For John, faithfulness is to refuse cooperation with the Roman Empire no matter the cost. Here in Chapter 5, we see why and how. The early ekklesiai, stands as an alternative to the Roman city in that it stands in the witness, memory, and Spirit of Jesus Christ. That witness was nonviolent resistance in the face of empire, symbolized by the “lamb standing as if it had been slaughtered.”

The Lamb refused assimilation

The image of the lamb that was slain is central to Revelation, appearing 30 times throughout the book. John uses strong language to paint a memorable picture of Jesus as a lamb in this predominantly oral culture. Here, at least two things are important about this text:

First, the nonviolent nature of Jesus’ own resistance to empire was the very tactic that undermined imperial violence and the religion of empire: the lamb is still living and is honored by God for his faithfulness. The lamb refused assimilation, resisted the ideology of empire and was killed but is still living.

The juxtaposition of 5:4-6 is important. Here, pay attention to the difference between what he hears and what he sees. John is overcome with emotion when he recognizes the scrolls cannot be opened by anyone on earth or in heaven. No amount of exercising the right belief, abiding by the law perfectly, having the right lineage, demonstrating wealth and power can break the scroll open. The usual points of power and authority break down in the face of the divine. John is struck by the inadequacy of everything.

Then the elders spoke to him saying:

“Do not weep. See, the Lion of the tribe of Judah, the Root of David, has conquered, so that he can open the scroll and its seven seals.”

He is first comforted by these words. What would John have imagined in his mind’s eye when he heard these words spoken? I imagine that he would have heard what we hear, a mighty warrior who is fierce and courageous coming to slay and conquer God’s enemies.
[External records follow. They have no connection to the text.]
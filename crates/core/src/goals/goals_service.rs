use std::sync::Arc;

use async_trait::async_trait;
use chrono::{NaiveDate, Utc};

use crate::constants::{MIN_GOAL_TARGET, POINTS_PER_LEVEL};
use crate::errors::{Error, Result};
use crate::goals::goals_errors::GoalError;
use crate::goals::goals_model::{Goal, GoalStatus, GoalType, NewGoal};
use crate::goals::goals_traits::{GoalRepositoryTrait, GoalServiceTrait};
use crate::goals::period::{self, GoalPeriod};

pub struct GoalService {
    goal_repo: Arc<dyn GoalRepositoryTrait>,
}

impl GoalService {
    pub fn new(goal_repo: Arc<dyn GoalRepositoryTrait>) -> Self {
        GoalService { goal_repo }
    }

    /// Marks an overdue active goal expired. Expiry is swept lazily on read
    /// rather than by a timer.
    async fn expire(&self, mut goal: Goal) -> Result<()> {
        goal.status = GoalStatus::Expired;
        goal.updated_at = Utc::now();
        log::debug!(
            "goal {} for user {} expired at end of period {}",
            goal.id,
            goal.user_id,
            goal.period_end
        );
        self.goal_repo.update_goal(goal).await?;
        Ok(())
    }
}

#[async_trait]
impl GoalServiceTrait for GoalService {
    async fn get_active_goal(
        &self,
        user_id: &str,
        goal_type: GoalType,
        on: NaiveDate,
    ) -> Result<Option<Goal>> {
        match self.goal_repo.find_active_goal(user_id, goal_type)? {
            Some(goal) if goal.is_overdue(on) => {
                self.expire(goal).await?;
                Ok(None)
            }
            Some(goal) if period::contains(goal.period_start, goal.period_end, on) => {
                Ok(Some(goal))
            }
            _ => Ok(None),
        }
    }

    async fn auto_create_goal(
        &self,
        user_id: &str,
        goal_type: GoalType,
        level: i64,
    ) -> Result<Goal> {
        let today = Utc::now().date_naive();
        let (period_start, period_end) = period::window_containing(GoalPeriod::Monthly, today);
        let target_value = (level * POINTS_PER_LEVEL).max(MIN_GOAL_TARGET);

        self.goal_repo
            .insert_goal_if_absent(NewGoal {
                user_id: user_id.to_string(),
                goal_type,
                target_value,
                period_start,
                period_end,
                auto_generated: true,
            })
            .await
    }

    async fn create_goal(
        &self,
        user_id: &str,
        goal_type: GoalType,
        target_value: i64,
    ) -> Result<Goal> {
        if target_value <= 0 {
            return Err(Error::Goal(GoalError::Invalid(
                "target value must be positive".to_string(),
            )));
        }

        let today = Utc::now().date_naive();
        if self.get_active_goal(user_id, goal_type, today).await?.is_some() {
            return Err(Error::Goal(GoalError::AlreadyActive(format!(
                "user {} already has an active {} goal",
                user_id, goal_type
            ))));
        }

        let (period_start, period_end) = period::window_containing(GoalPeriod::Monthly, today);
        self.goal_repo
            .insert_goal_if_absent(NewGoal {
                user_id: user_id.to_string(),
                goal_type,
                target_value,
                period_start,
                period_end,
                auto_generated: false,
            })
            .await
    }

    async fn update_progress(
        &self,
        user_id: &str,
        goal_type: GoalType,
        delta: i64,
    ) -> Result<Option<Goal>> {
        let today = Utc::now().date_naive();
        let mut goal = match self.get_active_goal(user_id, goal_type, today).await? {
            Some(goal) => goal,
            None => return Ok(None),
        };

        goal.current_value += delta;
        if goal.current_value >= goal.target_value {
            goal.status = GoalStatus::Completed;
            log::info!(
                "user {} completed {} goal {} ({}/{})",
                user_id,
                goal_type,
                goal.id,
                goal.current_value,
                goal.target_value
            );
        }
        goal.updated_at = Utc::now();

        let updated = self.goal_repo.update_goal(goal).await?;
        Ok(Some(updated))
    }
}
But then he sees. I don’t know if he doesn’t see at first and then turns around or if things just come into focus for him but what he hears from the elders and sees creates great dissonance:

“Then I saw between the throne and the four living creatures and among the elders a Lamb standing as if it had been slaughtered…”

John hears the elders say a powerful lion, a great warrior, but then all he sees is a tattered lamb that looks as if it had been slaughtered. I don’t think we can downplay this. John would have been shocked. It is indeed a striking image: a slain lamb living and standing at the throne of God. The one with power and authority to break open the scrolls is the weak one, the small one, the innocent victim of empire lifted up and honored by God.

The religion of empire crushes the lambs and small ones in its midst. Here is Jesus the lamb not just symbolizing the nonviolent death and resurrection of Jesus, but symbolizing all those who have been and continue to be crushed by empire. When God had a chance to reveal the leader of this alternative, revolutionary ekklesiai, God chose a broken lamb for that imagery.

“A man considered a nobody set it off by showing radical love and revolutionary compassion and by speaking truth to power. Jesus turned the world right-side up. The empire thought it had just Jesus down by lynching him, but all it did was plant a seed.” (Erica N. Williams in We Cry Justice: Reading the Bible with the Poor)

The scapegoat mechanism

The second point I want to draw out here is the importance of the scapegoat mechanism. Empires need scapegoats in order to exist; the scapegoat mechanism is one of the main ways that empire creates social control. The constant need to maintain borders that distinguish between us and them, the constant push against difference, aliens, immigrants, and the other all reveal the religion of empires “theology of order.” Furthermore, when we scapegoat someone or some group, we sidestep the real issues (conflict, racism, class, gender, religious differences, etc) and provide a sense of “psychological relief” so things can be swept under the rug without being dealt with. We found someone to blame, we feel better, and now we can move on.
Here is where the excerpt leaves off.